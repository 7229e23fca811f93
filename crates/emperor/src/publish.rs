//! Publish protocol: encrypt, wrap, sign, then broadcast until a relay takes it.

use crate::cipher::Cipher;
use crate::envelope::{self, APP_KIND};
use crate::error::Result;
use crate::payload::Payload;
use crate::retry::{retry_until_accepted, sleep_or_cancel};
use nostr::{EventTemplate, Keys};
use nostr_client::{ClientError, ClientMessage, RelayTransport};
use serde::Serialize;
use std::time::Duration;
use tokio_util::sync::CancellationToken;
use tracing::{debug, info};

#[derive(Debug, Clone)]
pub struct PublishOptions {
    /// Wait between rejected writes
    pub retry_backoff: Duration,
    /// Wait after the first accepted write so in-flight frames flush
    pub settle: Duration,
}

impl Default for PublishOptions {
    fn default() -> Self {
        Self {
            retry_backoff: Duration::from_secs(1),
            settle: Duration::from_secs(1),
        }
    }
}

#[derive(Debug, Clone, PartialEq, Eq, Serialize)]
pub struct PublishReceipt {
    /// Event id of the envelope; what the recipient pulls by
    pub publish_id: String,
    #[serde(skip)]
    pub attempts: u32,
}

/// Publish `payload` for `recipient` and close `session` afterwards.
///
/// Transport failures are retried forever; only `cancel` ends the loop early,
/// in which case no publish id is returned.
pub async fn publish<S, C>(
    session: &S,
    identity: &Keys,
    cipher: &C,
    recipient: &[u8; 32],
    payload: &Payload,
    options: &PublishOptions,
    cancel: &CancellationToken,
) -> Result<PublishReceipt>
where
    S: RelayTransport + ?Sized,
    C: Cipher + ?Sized,
{
    let outcome = publish_envelope(session, identity, cipher, recipient, payload, options, cancel).await;
    session.close().await;
    outcome
}

async fn publish_envelope<S, C>(
    session: &S,
    identity: &Keys,
    cipher: &C,
    recipient: &[u8; 32],
    payload: &Payload,
    options: &PublishOptions,
    cancel: &CancellationToken,
) -> Result<PublishReceipt>
where
    S: RelayTransport + ?Sized,
    C: Cipher + ?Sized,
{
    let plaintext = payload.to_plaintext()?;
    let ciphertext = cipher.encrypt(identity, recipient, &plaintext)?;
    let content = envelope::encode(&ciphertext, &payload.payload_type())?;
    let event = identity.sign(&EventTemplate::new(APP_KIND, content))?;
    let frame = ClientMessage::Event(event.clone())
        .to_json()
        .map_err(ClientError::from)?;

    info!(publish_id = %event.id, payload_type = %payload.payload_type(), "Publishing envelope");

    let accepted =
        retry_until_accepted(options.retry_backoff, cancel, || session.publish_raw(&frame)).await?;
    debug!(
        relays = accepted.value,
        attempts = accepted.attempts,
        "Envelope accepted by transport"
    );

    sleep_or_cancel(options.settle, cancel).await?;

    Ok(PublishReceipt {
        publish_id: event.id,
        attempts: accepted.attempts,
    })
}
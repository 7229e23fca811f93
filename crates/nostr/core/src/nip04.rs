//! NIP-04: Encrypted Direct Message.
//!
//! AES-256-CBC keyed with the x coordinate of the ECDH point between the
//! sender's secret key and the recipient's public key. The wire form is
//! `base64(ciphertext) + "?iv=" + base64(iv)`.

use aes::Aes256;
use aes::cipher::block_padding::Pkcs7;
use aes::cipher::{BlockDecryptMut, BlockEncryptMut, KeyIvInit};
use base64::Engine;
use base64::engine::general_purpose::STANDARD as BASE64;
use bitcoin::secp256k1::{Parity, PublicKey, SecretKey, XOnlyPublicKey, ecdh};
use rand::RngCore;
use thiserror::Error;

const IV_SEPARATOR: &str = "?iv=";

type Aes256CbcEnc = cbc::Encryptor<Aes256>;
type Aes256CbcDec = cbc::Decryptor<Aes256>;

/// Errors that can occur during NIP-04 operations.
#[derive(Debug, Error)]
pub enum Nip04Error {
    #[error("invalid secret key: {0}")]
    InvalidSecretKey(String),

    #[error("invalid public key: {0}")]
    InvalidPublicKey(String),

    #[error("invalid payload: {0}")]
    InvalidPayload(String),

    #[error("encryption failed: {0}")]
    Encryption(String),

    #[error("decryption failed: {0}")]
    Decryption(String),
}

/// x coordinate of `secret_key * public_key`.
fn shared_key(secret_key: &[u8; 32], public_key: &[u8; 32]) -> Result<[u8; 32], Nip04Error> {
    let sk =
        SecretKey::from_slice(secret_key).map_err(|e| Nip04Error::InvalidSecretKey(e.to_string()))?;
    let xonly = XOnlyPublicKey::from_slice(public_key)
        .map_err(|e| Nip04Error::InvalidPublicKey(e.to_string()))?;
    // Both parities share an x coordinate, so the ECDH x coordinate is too.
    let pk = PublicKey::from_x_only_public_key(xonly, Parity::Even);

    let point = ecdh::shared_secret_point(&pk, &sk);
    let mut key = [0u8; 32];
    key.copy_from_slice(&point[..32]);
    Ok(key)
}

/// Encrypt `plaintext` from the owner of `secret_key` to the x-only `public_key`.
pub fn encrypt(
    secret_key: &[u8; 32],
    public_key: &[u8; 32],
    plaintext: &str,
) -> Result<String, Nip04Error> {
    let key = shared_key(secret_key, public_key)?;

    let mut iv = [0u8; 16];
    rand::rng().fill_bytes(&mut iv);

    let ciphertext = Aes256CbcEnc::new_from_slices(&key, &iv)
        .map_err(|e| Nip04Error::Encryption(e.to_string()))?
        .encrypt_padded_vec_mut::<Pkcs7>(plaintext.as_bytes());

    Ok(format!(
        "{}{}{}",
        BASE64.encode(ciphertext),
        IV_SEPARATOR,
        BASE64.encode(iv)
    ))
}

/// Decrypt a NIP-04 payload exchanged between the owner of `secret_key` and
/// the x-only `public_key` of the other party.
pub fn decrypt(
    secret_key: &[u8; 32],
    public_key: &[u8; 32],
    content: &str,
) -> Result<String, Nip04Error> {
    let (ciphertext_b64, iv_b64) = content
        .split_once(IV_SEPARATOR)
        .ok_or_else(|| Nip04Error::InvalidPayload("missing iv".to_string()))?;

    let ciphertext = BASE64
        .decode(ciphertext_b64)
        .map_err(|e| Nip04Error::InvalidPayload(format!("ciphertext: {}", e)))?;
    let iv = BASE64
        .decode(iv_b64)
        .map_err(|e| Nip04Error::InvalidPayload(format!("iv: {}", e)))?;
    if iv.len() != 16 {
        return Err(Nip04Error::InvalidPayload(format!(
            "iv must be 16 bytes, got {}",
            iv.len()
        )));
    }

    let key = shared_key(secret_key, public_key)?;
    let plaintext = Aes256CbcDec::new_from_slices(&key, &iv)
        .map_err(|e| Nip04Error::Decryption(e.to_string()))?
        .decrypt_padded_vec_mut::<Pkcs7>(&ciphertext)
        .map_err(|e| Nip04Error::Decryption(e.to_string()))?;

    String::from_utf8(plaintext).map_err(|e| Nip04Error::Decryption(e.to_string()))
}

**Task description**
Reading through the material above, work out how many lines include "PublishOptions", then state that number alone.

**Solution for this problem**
4